Research on a Community-based Platform for Promoting Health and Physical Fitness in the Elderly Community

  • Tsai-Hsuan Tsai, 
  • Alice May-Kuen Wong, 
  • Chien-Lung Hsu, 
  • Kevin C. Tseng


This study aims to assess the acceptability of a fitness testing platform (iFit) for installation in an assisted living community with the aim of promoting fitness and slowing the onset of frailty. The iFit platform develops a means of testing Bureau of Health Promotion mandated health assessment items for the elderly (including flexibility tests, grip strength tests, balance tests, and reaction time tests) and integrates wireless remote sensors in a game-like environment to capture and store subject response data, thus providing individuals in elderly care contexts with a greater awareness of their own physical condition. In this study, we specifically evaluated the users’ intention of using the iFit using a technology acceptance model (TAM). A total of 101 elderly subjects (27 males and 74 females) were recruited. A survey was conducted to measure technology acceptance, to verify that the platform could be used as intended to promote fitness among the elderly. Results indicate that perceived usefulness, perceived ease of use and usage attitude positively impact behavioral intention to use the platform. The iFit platform can offer user-friendly solutions for a community-based fitness care and monitoring of elderly subjects. In summary, iFit was determined by three key drivers and discussed as follows: risk factors among the frail elderly, mechanism for slowing the advance frailty, and technology acceptance and support for promoting physical fitness.

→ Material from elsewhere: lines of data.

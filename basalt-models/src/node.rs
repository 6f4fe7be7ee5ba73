// Copyright (c) 2023 BASALT LABS <info@basalt.systems>

use std::fmt;

use serde::{Deserialize, Serialize};

/// Identifier of a peer node in the permissioned network.
#[derive(Clone, PartialEq, Eq, Hash, PartialOrd, Ord, Serialize, Deserialize)]
pub struct PeerId(String);

impl PeerId {
    /// Builds a peer id from its textual form.
    pub fn new(id: impl Into<String>) -> Self {
        PeerId(id.into())
    }
}

impl fmt::Display for PeerId {
    fn fmt(&self, f: &mut fmt::Formatter<'_>) -> fmt::Result {
        write!(f, "{}", self.0)
    }
}

impl fmt::Debug for PeerId {
    fn fmt(&self, f: &mut fmt::Formatter<'_>) -> fmt::Result {
        write!(f, "{}", self.0)
    }
}
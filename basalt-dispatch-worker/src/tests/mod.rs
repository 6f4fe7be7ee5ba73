// Copyright (c) 2023 BASALT LABS <info@basalt.systems>

mod dispatcher_tests;
mod registry_tests;
mod tools;
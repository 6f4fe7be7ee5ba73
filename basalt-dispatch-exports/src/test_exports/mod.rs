// Copyright (c) 2023 BASALT LABS <info@basalt.systems>

//! Test tooling for dispatch consumers: a scripted, recording executor
//! backend.

mod mock;

pub use mock::MockExecutor;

Technological and economic developments drive advances in medical technology and the health environment, leading to structural changes in the population. The global population structure has transitioned from an earlier structure characterized by high birth and death rates to low birth and death rates today. If this trend continues, by 2050 Taiwan’s elderly will account for 35% of the total population [1]. Many countries have begun to research and develop medical care and monitoring systems in an attempt to cope with the social trends caused by aging societies. Integrating advances in medical technology with advances in other technological domains allows for the development of assistive devices and systems to enable the elderly to take a more active role in maintaining their health and to live more autonomously [2], [3].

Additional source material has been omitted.